■ Data supplied ■
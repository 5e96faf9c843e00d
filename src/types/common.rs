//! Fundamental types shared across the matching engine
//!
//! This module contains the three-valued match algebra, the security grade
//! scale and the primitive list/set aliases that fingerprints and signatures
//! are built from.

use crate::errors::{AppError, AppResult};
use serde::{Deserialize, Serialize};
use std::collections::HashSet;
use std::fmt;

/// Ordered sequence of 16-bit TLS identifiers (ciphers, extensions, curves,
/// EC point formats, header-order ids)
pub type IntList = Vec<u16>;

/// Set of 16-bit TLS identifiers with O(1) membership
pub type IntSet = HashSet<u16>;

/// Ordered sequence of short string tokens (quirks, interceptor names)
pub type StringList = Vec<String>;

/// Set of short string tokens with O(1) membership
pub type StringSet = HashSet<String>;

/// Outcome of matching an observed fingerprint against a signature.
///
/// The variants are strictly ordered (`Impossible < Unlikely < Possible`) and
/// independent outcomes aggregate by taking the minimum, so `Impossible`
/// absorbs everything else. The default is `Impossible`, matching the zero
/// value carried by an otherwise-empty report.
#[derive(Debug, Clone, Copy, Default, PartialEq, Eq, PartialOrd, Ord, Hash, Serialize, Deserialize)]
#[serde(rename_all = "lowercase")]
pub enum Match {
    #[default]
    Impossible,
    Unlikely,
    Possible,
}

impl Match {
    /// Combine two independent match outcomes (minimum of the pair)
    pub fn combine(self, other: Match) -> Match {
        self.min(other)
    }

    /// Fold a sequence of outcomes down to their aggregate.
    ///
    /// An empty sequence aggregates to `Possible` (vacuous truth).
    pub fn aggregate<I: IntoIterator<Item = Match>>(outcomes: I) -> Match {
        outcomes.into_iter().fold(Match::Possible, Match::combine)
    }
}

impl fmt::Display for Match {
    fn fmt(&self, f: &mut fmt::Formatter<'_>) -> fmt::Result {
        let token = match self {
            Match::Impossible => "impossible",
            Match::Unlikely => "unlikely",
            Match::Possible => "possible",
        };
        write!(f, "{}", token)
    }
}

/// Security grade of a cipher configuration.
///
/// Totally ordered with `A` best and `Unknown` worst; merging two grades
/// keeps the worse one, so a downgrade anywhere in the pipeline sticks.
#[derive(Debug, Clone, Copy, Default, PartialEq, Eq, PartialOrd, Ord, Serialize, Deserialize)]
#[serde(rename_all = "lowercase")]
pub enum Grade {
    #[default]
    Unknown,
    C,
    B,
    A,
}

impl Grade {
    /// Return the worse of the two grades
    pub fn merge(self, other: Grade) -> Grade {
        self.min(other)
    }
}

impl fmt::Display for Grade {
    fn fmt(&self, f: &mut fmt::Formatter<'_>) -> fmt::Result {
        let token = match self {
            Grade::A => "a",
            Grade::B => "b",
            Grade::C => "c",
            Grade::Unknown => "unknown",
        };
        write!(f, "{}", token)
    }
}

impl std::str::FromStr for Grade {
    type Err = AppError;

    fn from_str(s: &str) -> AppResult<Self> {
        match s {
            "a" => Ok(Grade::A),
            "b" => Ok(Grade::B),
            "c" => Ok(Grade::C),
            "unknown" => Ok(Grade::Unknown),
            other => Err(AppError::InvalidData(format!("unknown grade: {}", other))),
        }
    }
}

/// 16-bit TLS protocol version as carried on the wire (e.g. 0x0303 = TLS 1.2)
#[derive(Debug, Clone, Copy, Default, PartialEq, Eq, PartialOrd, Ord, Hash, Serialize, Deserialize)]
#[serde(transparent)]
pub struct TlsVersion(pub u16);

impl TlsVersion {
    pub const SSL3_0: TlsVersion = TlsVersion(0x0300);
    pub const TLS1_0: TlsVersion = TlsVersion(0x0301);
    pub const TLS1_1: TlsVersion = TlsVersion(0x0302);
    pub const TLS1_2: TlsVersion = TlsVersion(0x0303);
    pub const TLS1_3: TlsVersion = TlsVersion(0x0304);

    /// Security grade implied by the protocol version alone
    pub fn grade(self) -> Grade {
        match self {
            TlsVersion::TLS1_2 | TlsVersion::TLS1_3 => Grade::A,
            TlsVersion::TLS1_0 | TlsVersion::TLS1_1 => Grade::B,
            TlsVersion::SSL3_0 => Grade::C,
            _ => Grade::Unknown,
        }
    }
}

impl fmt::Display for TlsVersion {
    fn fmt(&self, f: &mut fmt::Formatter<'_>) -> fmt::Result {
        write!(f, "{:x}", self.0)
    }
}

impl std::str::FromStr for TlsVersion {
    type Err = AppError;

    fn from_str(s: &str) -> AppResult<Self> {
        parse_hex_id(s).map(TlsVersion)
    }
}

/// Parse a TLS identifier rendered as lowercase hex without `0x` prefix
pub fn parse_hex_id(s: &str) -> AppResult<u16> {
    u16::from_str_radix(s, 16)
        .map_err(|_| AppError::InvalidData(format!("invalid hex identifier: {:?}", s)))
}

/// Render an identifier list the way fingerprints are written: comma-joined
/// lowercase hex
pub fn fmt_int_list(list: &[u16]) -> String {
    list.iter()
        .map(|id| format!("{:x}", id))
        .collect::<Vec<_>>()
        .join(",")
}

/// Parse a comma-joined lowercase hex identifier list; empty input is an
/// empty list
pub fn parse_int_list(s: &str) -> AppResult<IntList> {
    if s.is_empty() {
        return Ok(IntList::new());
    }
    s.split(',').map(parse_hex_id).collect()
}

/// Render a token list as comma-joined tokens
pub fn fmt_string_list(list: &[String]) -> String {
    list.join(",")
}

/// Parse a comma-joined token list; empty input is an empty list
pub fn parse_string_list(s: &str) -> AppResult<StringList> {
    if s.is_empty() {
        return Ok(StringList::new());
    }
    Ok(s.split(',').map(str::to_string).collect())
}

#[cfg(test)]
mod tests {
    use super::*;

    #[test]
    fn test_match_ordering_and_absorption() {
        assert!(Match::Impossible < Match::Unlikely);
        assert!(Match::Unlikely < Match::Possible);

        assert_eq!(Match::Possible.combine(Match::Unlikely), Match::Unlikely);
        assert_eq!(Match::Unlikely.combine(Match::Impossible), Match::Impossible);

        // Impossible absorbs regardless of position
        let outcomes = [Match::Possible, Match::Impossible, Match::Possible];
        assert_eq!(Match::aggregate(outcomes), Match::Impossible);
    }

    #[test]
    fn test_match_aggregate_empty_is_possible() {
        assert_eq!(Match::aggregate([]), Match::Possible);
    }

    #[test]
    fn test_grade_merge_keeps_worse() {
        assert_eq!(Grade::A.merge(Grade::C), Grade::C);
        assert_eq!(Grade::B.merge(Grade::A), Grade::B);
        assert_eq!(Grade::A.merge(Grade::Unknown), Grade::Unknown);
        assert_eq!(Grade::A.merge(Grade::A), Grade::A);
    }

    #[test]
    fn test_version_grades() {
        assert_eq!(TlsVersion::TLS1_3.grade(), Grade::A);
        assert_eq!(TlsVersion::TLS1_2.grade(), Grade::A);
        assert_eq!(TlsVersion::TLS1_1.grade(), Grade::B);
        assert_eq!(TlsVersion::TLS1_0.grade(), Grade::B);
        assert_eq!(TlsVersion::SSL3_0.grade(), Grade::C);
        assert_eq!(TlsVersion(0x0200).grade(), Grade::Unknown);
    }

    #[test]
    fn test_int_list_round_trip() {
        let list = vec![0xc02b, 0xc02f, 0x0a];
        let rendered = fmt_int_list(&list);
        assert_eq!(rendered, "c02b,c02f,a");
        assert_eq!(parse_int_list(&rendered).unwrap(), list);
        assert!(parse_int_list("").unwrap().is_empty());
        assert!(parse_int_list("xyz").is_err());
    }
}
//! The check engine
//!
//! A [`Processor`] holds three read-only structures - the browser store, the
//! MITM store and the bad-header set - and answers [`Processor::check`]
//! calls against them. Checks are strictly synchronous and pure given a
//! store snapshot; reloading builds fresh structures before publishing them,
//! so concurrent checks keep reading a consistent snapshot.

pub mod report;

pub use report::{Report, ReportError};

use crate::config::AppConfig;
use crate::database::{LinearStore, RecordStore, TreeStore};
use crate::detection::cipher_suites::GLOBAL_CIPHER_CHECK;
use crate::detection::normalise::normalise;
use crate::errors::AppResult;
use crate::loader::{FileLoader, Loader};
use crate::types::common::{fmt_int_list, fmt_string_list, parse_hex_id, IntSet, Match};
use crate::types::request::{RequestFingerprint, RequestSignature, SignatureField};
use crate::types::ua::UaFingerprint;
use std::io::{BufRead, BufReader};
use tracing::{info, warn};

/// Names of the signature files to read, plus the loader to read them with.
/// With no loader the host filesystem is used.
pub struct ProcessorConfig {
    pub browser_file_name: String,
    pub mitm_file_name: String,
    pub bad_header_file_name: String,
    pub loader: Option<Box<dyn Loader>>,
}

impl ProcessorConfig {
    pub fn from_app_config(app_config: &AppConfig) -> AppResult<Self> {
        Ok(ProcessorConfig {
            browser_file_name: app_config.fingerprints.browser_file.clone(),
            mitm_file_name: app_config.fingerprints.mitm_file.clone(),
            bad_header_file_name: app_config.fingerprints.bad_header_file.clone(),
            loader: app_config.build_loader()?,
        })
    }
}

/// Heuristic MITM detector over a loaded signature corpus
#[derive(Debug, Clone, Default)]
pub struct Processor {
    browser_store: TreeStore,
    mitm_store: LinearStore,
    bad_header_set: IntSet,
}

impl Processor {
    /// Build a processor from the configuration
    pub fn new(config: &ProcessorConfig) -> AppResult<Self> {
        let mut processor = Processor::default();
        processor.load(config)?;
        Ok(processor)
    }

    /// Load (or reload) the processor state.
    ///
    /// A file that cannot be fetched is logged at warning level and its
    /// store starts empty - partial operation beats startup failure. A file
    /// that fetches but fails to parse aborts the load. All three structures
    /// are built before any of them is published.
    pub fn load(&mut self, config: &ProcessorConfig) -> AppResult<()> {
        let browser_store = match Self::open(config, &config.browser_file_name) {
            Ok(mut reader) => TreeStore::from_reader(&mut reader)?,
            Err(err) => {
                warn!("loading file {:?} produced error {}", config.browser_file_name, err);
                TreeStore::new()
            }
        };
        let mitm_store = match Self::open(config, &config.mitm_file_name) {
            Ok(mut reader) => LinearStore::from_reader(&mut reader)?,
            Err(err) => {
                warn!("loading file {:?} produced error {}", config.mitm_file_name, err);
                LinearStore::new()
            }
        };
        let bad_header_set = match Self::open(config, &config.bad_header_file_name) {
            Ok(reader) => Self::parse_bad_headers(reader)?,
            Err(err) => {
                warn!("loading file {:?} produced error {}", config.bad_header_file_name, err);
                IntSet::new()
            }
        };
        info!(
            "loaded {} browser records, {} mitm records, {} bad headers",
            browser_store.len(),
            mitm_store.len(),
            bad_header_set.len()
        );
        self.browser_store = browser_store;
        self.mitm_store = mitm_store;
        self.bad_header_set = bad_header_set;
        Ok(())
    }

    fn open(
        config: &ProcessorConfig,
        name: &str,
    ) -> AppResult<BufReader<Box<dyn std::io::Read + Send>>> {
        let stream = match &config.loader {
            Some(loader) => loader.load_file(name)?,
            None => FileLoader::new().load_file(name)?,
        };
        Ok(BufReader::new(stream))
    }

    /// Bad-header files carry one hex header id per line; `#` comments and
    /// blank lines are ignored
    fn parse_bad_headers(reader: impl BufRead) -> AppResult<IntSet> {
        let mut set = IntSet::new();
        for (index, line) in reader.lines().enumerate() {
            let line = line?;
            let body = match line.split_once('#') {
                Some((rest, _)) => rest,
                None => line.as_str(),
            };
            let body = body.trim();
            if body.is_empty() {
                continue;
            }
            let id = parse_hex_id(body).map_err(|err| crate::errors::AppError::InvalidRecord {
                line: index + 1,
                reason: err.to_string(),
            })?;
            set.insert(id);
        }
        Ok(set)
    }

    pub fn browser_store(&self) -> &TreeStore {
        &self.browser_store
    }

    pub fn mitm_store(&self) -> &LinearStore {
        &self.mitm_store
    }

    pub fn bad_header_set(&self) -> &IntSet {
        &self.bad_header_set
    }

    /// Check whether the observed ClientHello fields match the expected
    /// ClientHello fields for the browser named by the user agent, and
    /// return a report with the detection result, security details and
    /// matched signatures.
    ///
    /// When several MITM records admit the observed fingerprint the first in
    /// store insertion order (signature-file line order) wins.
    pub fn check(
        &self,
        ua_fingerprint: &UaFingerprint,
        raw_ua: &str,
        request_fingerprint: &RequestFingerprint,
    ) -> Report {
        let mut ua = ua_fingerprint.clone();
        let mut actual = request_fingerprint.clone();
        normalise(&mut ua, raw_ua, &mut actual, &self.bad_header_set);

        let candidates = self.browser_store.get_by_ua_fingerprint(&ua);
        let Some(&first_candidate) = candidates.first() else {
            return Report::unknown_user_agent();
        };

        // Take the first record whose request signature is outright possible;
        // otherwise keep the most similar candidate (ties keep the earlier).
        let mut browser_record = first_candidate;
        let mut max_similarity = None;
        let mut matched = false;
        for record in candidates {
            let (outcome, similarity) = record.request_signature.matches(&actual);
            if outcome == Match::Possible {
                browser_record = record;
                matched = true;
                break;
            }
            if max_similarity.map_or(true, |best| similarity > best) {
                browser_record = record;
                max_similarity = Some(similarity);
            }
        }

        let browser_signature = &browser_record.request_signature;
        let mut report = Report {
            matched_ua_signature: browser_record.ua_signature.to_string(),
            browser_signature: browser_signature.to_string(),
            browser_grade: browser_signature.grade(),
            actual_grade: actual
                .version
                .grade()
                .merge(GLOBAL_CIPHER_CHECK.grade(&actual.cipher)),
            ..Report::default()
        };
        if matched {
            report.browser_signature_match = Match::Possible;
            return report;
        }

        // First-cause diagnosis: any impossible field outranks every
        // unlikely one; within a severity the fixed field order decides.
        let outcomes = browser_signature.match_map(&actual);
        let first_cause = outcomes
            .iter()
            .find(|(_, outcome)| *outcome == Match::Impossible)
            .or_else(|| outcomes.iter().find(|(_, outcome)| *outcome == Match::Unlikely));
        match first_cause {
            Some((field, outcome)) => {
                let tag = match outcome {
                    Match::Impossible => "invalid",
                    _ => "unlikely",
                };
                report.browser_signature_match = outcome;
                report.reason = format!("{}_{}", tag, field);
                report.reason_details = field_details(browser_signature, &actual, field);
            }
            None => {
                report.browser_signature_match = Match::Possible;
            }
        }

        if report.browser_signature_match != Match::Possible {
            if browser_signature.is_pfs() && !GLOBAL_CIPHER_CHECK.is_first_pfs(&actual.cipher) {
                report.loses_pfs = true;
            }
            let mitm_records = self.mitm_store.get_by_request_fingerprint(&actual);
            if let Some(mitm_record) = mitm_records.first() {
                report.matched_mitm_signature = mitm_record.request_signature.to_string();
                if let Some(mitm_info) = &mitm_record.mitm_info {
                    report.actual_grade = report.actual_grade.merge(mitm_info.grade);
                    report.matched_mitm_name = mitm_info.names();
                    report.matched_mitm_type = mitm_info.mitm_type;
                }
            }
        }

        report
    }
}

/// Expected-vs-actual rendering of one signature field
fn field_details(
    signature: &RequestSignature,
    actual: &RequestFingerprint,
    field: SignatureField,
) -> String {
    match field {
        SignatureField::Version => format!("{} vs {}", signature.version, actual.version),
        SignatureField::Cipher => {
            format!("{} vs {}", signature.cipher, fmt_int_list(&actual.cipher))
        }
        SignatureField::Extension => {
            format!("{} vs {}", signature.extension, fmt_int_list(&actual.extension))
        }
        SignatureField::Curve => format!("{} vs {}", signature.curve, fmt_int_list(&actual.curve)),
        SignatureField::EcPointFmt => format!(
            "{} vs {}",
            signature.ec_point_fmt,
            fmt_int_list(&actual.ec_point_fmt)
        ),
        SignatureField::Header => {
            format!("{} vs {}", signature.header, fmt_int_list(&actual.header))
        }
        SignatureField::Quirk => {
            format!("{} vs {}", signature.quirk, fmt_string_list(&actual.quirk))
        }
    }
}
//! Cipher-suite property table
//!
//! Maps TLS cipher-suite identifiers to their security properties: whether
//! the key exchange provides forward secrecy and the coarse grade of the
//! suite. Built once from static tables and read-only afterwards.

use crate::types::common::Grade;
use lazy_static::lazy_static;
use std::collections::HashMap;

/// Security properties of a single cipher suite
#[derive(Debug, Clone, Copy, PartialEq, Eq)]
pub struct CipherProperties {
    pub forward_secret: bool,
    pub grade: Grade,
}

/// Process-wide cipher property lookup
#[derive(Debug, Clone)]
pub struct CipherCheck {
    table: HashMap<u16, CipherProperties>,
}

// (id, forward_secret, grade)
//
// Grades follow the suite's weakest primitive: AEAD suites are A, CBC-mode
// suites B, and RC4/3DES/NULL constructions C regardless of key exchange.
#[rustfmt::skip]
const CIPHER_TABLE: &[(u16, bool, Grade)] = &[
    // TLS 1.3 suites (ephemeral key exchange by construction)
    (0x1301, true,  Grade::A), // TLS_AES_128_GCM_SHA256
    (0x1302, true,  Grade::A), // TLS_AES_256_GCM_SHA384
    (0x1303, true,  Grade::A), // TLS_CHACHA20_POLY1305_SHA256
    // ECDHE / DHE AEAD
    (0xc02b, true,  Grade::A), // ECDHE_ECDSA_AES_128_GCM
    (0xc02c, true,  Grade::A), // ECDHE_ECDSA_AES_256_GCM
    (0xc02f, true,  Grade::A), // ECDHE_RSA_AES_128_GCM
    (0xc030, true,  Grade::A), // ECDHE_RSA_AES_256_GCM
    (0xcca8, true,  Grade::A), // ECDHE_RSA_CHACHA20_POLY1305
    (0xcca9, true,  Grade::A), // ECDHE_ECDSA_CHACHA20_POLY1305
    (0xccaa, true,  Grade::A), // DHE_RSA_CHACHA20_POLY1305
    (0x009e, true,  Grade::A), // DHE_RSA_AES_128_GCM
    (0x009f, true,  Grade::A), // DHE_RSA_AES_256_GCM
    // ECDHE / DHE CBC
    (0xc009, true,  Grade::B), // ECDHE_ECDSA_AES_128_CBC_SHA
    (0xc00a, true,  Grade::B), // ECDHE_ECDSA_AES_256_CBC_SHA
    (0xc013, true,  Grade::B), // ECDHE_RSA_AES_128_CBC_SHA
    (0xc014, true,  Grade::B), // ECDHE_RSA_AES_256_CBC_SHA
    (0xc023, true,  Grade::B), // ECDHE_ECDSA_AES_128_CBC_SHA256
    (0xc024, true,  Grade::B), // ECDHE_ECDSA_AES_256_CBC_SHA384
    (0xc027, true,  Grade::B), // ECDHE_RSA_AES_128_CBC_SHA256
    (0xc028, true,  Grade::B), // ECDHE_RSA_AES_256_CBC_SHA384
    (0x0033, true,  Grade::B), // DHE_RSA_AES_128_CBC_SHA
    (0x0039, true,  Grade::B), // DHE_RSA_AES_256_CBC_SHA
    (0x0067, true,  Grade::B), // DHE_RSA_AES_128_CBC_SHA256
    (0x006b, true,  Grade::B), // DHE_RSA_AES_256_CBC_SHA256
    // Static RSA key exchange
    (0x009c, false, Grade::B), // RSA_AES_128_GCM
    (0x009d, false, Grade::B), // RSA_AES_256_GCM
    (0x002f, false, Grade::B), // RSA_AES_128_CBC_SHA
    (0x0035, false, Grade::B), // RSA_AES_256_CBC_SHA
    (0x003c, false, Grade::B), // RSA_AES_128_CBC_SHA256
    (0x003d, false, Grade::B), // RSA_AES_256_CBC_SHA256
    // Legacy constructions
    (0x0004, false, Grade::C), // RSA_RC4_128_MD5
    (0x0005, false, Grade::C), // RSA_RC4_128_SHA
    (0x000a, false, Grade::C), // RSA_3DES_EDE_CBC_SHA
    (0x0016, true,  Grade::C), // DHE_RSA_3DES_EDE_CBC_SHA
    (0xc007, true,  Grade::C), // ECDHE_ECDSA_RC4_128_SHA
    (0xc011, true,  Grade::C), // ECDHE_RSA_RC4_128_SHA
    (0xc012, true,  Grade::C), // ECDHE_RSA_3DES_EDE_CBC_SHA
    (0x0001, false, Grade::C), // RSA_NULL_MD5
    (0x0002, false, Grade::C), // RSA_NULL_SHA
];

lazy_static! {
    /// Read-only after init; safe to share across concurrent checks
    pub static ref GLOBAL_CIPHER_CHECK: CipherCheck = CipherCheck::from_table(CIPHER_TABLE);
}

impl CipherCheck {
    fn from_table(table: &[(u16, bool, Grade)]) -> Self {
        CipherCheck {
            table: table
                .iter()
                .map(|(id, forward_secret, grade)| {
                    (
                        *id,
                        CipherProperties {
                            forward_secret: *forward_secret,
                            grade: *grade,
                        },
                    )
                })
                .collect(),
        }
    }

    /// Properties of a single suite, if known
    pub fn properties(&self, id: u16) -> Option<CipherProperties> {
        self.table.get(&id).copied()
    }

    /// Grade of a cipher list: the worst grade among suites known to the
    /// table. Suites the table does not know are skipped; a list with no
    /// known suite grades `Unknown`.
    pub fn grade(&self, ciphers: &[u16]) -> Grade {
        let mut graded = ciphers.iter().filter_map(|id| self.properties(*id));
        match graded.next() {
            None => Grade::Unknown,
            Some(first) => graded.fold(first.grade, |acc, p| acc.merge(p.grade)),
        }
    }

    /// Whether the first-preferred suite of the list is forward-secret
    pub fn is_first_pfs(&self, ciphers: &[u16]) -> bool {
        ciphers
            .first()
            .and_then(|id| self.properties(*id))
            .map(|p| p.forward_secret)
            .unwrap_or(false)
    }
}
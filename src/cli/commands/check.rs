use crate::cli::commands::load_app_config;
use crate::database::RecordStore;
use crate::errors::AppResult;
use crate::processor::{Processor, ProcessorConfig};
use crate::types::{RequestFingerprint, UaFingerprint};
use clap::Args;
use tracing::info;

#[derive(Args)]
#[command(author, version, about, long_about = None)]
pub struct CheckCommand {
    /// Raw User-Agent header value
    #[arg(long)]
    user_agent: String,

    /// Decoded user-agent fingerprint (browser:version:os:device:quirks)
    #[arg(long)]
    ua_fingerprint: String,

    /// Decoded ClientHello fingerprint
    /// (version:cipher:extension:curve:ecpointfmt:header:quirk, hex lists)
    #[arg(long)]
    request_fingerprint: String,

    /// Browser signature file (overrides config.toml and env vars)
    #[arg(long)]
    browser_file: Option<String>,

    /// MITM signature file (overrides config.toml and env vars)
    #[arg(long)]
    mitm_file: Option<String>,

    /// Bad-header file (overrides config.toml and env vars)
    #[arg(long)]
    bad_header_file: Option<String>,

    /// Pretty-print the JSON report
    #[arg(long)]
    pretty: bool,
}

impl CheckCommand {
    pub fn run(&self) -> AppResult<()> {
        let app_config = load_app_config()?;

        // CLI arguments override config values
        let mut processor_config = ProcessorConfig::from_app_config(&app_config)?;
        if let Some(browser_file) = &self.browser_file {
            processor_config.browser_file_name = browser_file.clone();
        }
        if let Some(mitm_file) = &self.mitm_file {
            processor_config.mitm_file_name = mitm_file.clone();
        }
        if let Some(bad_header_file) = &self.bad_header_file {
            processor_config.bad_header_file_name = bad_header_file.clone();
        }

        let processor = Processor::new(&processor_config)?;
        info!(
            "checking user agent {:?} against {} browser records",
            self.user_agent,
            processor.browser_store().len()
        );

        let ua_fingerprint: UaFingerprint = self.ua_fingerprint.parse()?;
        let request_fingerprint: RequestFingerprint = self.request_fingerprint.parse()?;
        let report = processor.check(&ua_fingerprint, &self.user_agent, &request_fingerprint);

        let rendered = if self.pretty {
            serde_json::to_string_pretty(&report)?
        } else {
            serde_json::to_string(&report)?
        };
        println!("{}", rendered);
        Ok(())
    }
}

■ What to do ■
Could you report every line of the material that contains the string "identifiers"?

■ Result of the exercise ■
/// Ordered sequence of 16-bit TLS identifiers (ciphers, extensions, curves,
/// Set of 16-bit TLS identifiers with O(1) membership
//! Maps TLS cipher-suite identifiers to their security properties: whether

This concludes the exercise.